**MATERIAL SHOWN:**
== Segment start ==

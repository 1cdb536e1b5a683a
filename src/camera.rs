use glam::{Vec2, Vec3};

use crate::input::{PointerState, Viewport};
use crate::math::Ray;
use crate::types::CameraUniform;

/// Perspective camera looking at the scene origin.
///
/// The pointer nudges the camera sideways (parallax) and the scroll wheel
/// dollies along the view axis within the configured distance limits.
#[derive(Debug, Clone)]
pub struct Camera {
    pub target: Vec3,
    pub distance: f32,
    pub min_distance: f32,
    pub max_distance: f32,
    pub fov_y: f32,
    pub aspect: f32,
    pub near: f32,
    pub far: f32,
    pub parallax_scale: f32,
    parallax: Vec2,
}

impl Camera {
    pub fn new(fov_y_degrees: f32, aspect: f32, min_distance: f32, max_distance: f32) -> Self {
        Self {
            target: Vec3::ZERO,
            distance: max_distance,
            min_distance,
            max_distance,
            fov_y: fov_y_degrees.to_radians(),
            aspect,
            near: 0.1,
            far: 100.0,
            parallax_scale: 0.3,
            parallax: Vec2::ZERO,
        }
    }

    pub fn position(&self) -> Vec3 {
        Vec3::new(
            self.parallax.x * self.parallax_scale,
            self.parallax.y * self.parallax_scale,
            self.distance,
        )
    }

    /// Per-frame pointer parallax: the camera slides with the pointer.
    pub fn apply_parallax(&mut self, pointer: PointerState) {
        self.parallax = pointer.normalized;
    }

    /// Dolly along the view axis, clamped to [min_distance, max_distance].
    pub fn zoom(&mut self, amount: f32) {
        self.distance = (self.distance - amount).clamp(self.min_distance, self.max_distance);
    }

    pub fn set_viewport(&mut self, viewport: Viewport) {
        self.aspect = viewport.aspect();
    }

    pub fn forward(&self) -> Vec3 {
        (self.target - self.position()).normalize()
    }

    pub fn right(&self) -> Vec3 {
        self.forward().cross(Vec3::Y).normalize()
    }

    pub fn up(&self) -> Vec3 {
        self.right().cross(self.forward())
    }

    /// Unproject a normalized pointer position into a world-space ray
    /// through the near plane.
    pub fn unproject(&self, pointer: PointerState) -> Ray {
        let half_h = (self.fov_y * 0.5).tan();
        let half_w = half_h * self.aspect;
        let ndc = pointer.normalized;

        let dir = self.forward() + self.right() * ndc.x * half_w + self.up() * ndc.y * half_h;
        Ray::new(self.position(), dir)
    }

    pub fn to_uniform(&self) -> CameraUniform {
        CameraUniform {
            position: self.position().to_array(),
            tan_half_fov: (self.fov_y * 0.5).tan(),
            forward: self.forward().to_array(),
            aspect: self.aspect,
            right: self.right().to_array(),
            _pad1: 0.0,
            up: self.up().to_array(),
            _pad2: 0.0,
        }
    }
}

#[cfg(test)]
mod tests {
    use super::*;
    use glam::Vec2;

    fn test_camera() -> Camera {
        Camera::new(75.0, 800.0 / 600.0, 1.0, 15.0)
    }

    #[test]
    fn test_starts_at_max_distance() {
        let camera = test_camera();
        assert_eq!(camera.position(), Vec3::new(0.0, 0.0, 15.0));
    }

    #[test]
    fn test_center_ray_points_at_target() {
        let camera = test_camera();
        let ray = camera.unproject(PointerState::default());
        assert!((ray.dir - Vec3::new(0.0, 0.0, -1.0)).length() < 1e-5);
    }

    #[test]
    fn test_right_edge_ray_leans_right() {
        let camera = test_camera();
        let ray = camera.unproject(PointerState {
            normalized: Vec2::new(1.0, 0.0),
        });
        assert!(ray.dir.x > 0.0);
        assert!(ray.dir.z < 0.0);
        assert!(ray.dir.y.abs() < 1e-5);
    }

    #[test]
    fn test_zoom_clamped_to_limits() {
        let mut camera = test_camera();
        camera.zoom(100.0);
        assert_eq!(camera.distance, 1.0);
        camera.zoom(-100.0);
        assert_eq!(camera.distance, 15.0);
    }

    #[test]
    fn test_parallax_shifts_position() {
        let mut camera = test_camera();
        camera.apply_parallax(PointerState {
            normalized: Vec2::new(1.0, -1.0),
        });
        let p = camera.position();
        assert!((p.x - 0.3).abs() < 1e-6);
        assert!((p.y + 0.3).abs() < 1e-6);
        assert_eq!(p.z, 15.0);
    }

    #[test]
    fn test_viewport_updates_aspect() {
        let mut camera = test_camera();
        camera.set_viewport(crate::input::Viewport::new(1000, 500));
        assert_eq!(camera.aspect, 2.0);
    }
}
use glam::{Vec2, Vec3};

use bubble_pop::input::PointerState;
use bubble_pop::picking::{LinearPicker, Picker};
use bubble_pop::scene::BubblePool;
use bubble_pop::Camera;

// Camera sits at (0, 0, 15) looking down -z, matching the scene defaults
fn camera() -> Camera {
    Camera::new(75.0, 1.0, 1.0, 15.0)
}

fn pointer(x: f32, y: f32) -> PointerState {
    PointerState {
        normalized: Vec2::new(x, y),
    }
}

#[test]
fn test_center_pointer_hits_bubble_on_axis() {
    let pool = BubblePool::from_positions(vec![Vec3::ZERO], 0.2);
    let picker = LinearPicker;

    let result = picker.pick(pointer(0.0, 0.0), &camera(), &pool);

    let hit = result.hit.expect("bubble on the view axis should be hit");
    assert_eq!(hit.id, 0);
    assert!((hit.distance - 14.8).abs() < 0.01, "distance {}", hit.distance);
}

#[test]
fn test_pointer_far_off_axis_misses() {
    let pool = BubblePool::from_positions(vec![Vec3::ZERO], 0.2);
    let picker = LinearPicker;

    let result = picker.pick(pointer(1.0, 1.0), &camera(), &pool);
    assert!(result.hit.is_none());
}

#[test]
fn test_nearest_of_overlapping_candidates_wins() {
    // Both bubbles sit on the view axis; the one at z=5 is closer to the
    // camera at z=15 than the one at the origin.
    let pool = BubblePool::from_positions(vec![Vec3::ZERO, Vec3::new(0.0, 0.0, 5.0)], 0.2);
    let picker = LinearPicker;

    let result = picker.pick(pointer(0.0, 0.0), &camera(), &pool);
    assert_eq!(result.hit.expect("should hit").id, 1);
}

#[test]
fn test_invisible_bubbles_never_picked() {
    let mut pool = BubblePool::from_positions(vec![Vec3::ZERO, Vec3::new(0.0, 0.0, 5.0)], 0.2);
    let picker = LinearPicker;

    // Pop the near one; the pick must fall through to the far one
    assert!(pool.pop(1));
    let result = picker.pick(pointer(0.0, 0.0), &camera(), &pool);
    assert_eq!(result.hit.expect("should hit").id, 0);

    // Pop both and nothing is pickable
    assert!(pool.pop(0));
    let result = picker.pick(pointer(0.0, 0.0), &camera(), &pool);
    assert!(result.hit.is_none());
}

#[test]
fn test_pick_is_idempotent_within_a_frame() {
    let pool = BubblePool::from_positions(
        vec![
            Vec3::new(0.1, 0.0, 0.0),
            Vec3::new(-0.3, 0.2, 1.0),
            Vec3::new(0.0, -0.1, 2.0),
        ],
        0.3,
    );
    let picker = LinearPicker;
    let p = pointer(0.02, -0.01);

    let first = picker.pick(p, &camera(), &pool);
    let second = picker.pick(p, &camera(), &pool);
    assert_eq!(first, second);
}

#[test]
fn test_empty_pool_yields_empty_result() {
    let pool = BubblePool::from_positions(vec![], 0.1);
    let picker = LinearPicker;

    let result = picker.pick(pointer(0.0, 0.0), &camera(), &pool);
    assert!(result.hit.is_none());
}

== Segment end ==

**TASK TO COMPLETE:**
Repeat the material in full. Change nothing.

**ANSWER SPACE:**
repository 1cdb536e1b5a683a
filename src/camera.rs
use glam::{Vec2, Vec3};

use crate::input::{PointerState, Viewport};
use crate::math::Ray;
use crate::types::CameraUniform;

/// Perspective camera looking at the scene origin.
///
/// The pointer nudges the camera sideways (parallax) and the scroll wheel
/// dollies along the view axis within the configured distance limits.
#[derive(Debug, Clone)]
pub struct Camera {
    pub target: Vec3,
    pub distance: f32,
    pub min_distance: f32,
    pub max_distance: f32,
    pub fov_y: f32,
    pub aspect: f32,
    pub near: f32,
    pub far: f32,
    pub parallax_scale: f32,
    parallax: Vec2,
}

impl Camera {
    pub fn new(fov_y_degrees: f32, aspect: f32, min_distance: f32, max_distance: f32) -> Self {
        Self {
            target: Vec3::ZERO,
            distance: max_distance,
            min_distance,
            max_distance,
            fov_y: fov_y_degrees.to_radians(),
            aspect,
            near: 0.1,
            far: 100.0,
            parallax_scale: 0.3,
            parallax: Vec2::ZERO,
        }
    }

    pub fn position(&self) -> Vec3 {
        Vec3::new(
            self.parallax.x * self.parallax_scale,
            self.parallax.y * self.parallax_scale,
            self.distance,
        )
    }

    /// Per-frame pointer parallax: the camera slides with the pointer.
    pub fn apply_parallax(&mut self, pointer: PointerState) {
        self.parallax = pointer.normalized;
    }

    /// Dolly along the view axis, clamped to [min_distance, max_distance].
    pub fn zoom(&mut self, amount: f32) {
        self.distance = (self.distance - amount).clamp(self.min_distance, self.max_distance);
    }

    pub fn set_viewport(&mut self, viewport: Viewport) {
        self.aspect = viewport.aspect();
    }

    pub fn forward(&self) -> Vec3 {
        (self.target - self.position()).normalize()
    }

    pub fn right(&self) -> Vec3 {
        self.forward().cross(Vec3::Y).normalize()
    }

    pub fn up(&self) -> Vec3 {
        self.right().cross(self.forward())
    }

    /// Unproject a normalized pointer position into a world-space ray
    /// through the near plane.
    pub fn unproject(&self, pointer: PointerState) -> Ray {
        let half_h = (self.fov_y * 0.5).tan();
        let half_w = half_h * self.aspect;
        let ndc = pointer.normalized;

        let dir = self.forward() + self.right() * ndc.x * half_w + self.up() * ndc.y * half_h;
        Ray::new(self.position(), dir)
    }

    pub fn to_uniform(&self) -> CameraUniform {
        CameraUniform {
            position: self.position().to_array(),
            tan_half_fov: (self.fov_y * 0.5).tan(),
            forward: self.forward().to_array(),
            aspect: self.aspect,
            right: self.right().to_array(),
            _pad1: 0.0,
            up: self.up().to_array(),
            _pad2: 0.0,
        }
    }
}

#[cfg(test)]
mod tests {
    use super::*;
    use glam::Vec2;

    fn test_camera() -> Camera {
        Camera::new(75.0, 800.0 / 600.0, 1.0, 15.0)
    }

    #[test]
    fn test_starts_at_max_distance() {
        let camera = test_camera();
        assert_eq!(camera.position(), Vec3::new(0.0, 0.0, 15.0));
    }

    #[test]
    fn test_center_ray_points_at_target() {
        let camera = test_camera();
        let ray = camera.unproject(PointerState::default());
        assert!((ray.dir - Vec3::new(0.0, 0.0, -1.0)).length() < 1e-5);
    }

    #[test]
    fn test_right_edge_ray_leans_right() {
        let camera = test_camera();
        let ray = camera.unproject(PointerState {
            normalized: Vec2::new(1.0, 0.0),
        });
        assert!(ray.dir.x > 0.0);
        assert!(ray.dir.z < 0.0);
        assert!(ray.dir.y.abs() < 1e-5);
    }

    #[test]
    fn test_zoom_clamped_to_limits() {
        let mut camera = test_camera();
        camera.zoom(100.0);
        assert_eq!(camera.distance, 1.0);
        camera.zoom(-100.0);
        assert_eq!(camera.distance, 15.0);
    }

    #[test]
    fn test_parallax_shifts_position() {
        let mut camera = test_camera();
        camera.apply_parallax(PointerState {
            normalized: Vec2::new(1.0, -1.0),
        });
        let p = camera.position();
        assert!((p.x - 0.3).abs() < 1e-6);
        assert!((p.y + 0.3).abs() < 1e-6);
        assert_eq!(p.z, 15.0);
    }

    #[test]
    fn test_viewport_updates_aspect() {
        let mut camera = test_camera();
        camera.set_viewport(crate::input::Viewport::new(1000, 500));
        assert_eq!(camera.aspect, 2.0);
    }
}
use glam::{Vec2, Vec3};

use bubble_pop::input::PointerState;
use bubble_pop::picking::{LinearPicker, Picker};
use bubble_pop::scene::BubblePool;
use bubble_pop::Camera;

// Camera sits at (0, 0, 15) looking down -z, matching the scene defaults
fn camera() -> Camera {
    Camera::new(75.0, 1.0, 1.0, 15.0)
}

fn pointer(x: f32, y: f32) -> PointerState {
    PointerState {
        normalized: Vec2::new(x, y),
    }
}

#[test]
fn test_center_pointer_hits_bubble_on_axis() {
    let pool = BubblePool::from_positions(vec![Vec3::ZERO], 0.2);
    let picker = LinearPicker;

    let result = picker.pick(pointer(0.0, 0.0), &camera(), &pool);

    let hit = result.hit.expect("bubble on the view axis should be hit");
    assert_eq!(hit.id, 0);
    assert!((hit.distance - 14.8).abs() < 0.01, "distance {}", hit.distance);
}

#[test]
fn test_pointer_far_off_axis_misses() {
    let pool = BubblePool::from_positions(vec![Vec3::ZERO], 0.2);
    let picker = LinearPicker;

    let result = picker.pick(pointer(1.0, 1.0), &camera(), &pool);
    assert!(result.hit.is_none());
}

#[test]
fn test_nearest_of_overlapping_candidates_wins() {
    // Both bubbles sit on the view axis; the one at z=5 is closer to the
    // camera at z=15 than the one at the origin.
    let pool = BubblePool::from_positions(vec![Vec3::ZERO, Vec3::new(0.0, 0.0, 5.0)], 0.2);
    let picker = LinearPicker;

    let result = picker.pick(pointer(0.0, 0.0), &camera(), &pool);
    assert_eq!(result.hit.expect("should hit").id, 1);
}

#[test]
fn test_invisible_bubbles_never_picked() {
    let mut pool = BubblePool::from_positions(vec![Vec3::ZERO, Vec3::new(0.0, 0.0, 5.0)], 0.2);
    let picker = LinearPicker;

    // Pop the near one; the pick must fall through to the far one
    assert!(pool.pop(1));
    let result = picker.pick(pointer(0.0, 0.0), &camera(), &pool);
    assert_eq!(result.hit.expect("should hit").id, 0);

    // Pop both and nothing is pickable
    assert!(pool.pop(0));
    let result = picker.pick(pointer(0.0, 0.0), &camera(), &pool);
    assert!(result.hit.is_none());
}

#[test]
fn test_pick_is_idempotent_within_a_frame() {
    let pool = BubblePool::from_positions(
        vec![
            Vec3::new(0.1, 0.0, 0.0),
            Vec3::new(-0.3, 0.2, 1.0),
            Vec3::new(0.0, -0.1, 2.0),
        ],
        0.3,
    );
    let picker = LinearPicker;
    let p = pointer(0.02, -0.01);

    let first = picker.pick(p, &camera(), &pool);
    let second = picker.pick(p, &camera(), &pool);
    assert_eq!(first, second);
}

#[test]
fn test_empty_pool_yields_empty_result() {
    let pool = BubblePool::from_positions(vec![], 0.1);
    let picker = LinearPicker;

    let result = picker.pick(pointer(0.0, 0.0), &camera(), &pool);
    assert!(result.hit.is_none());
}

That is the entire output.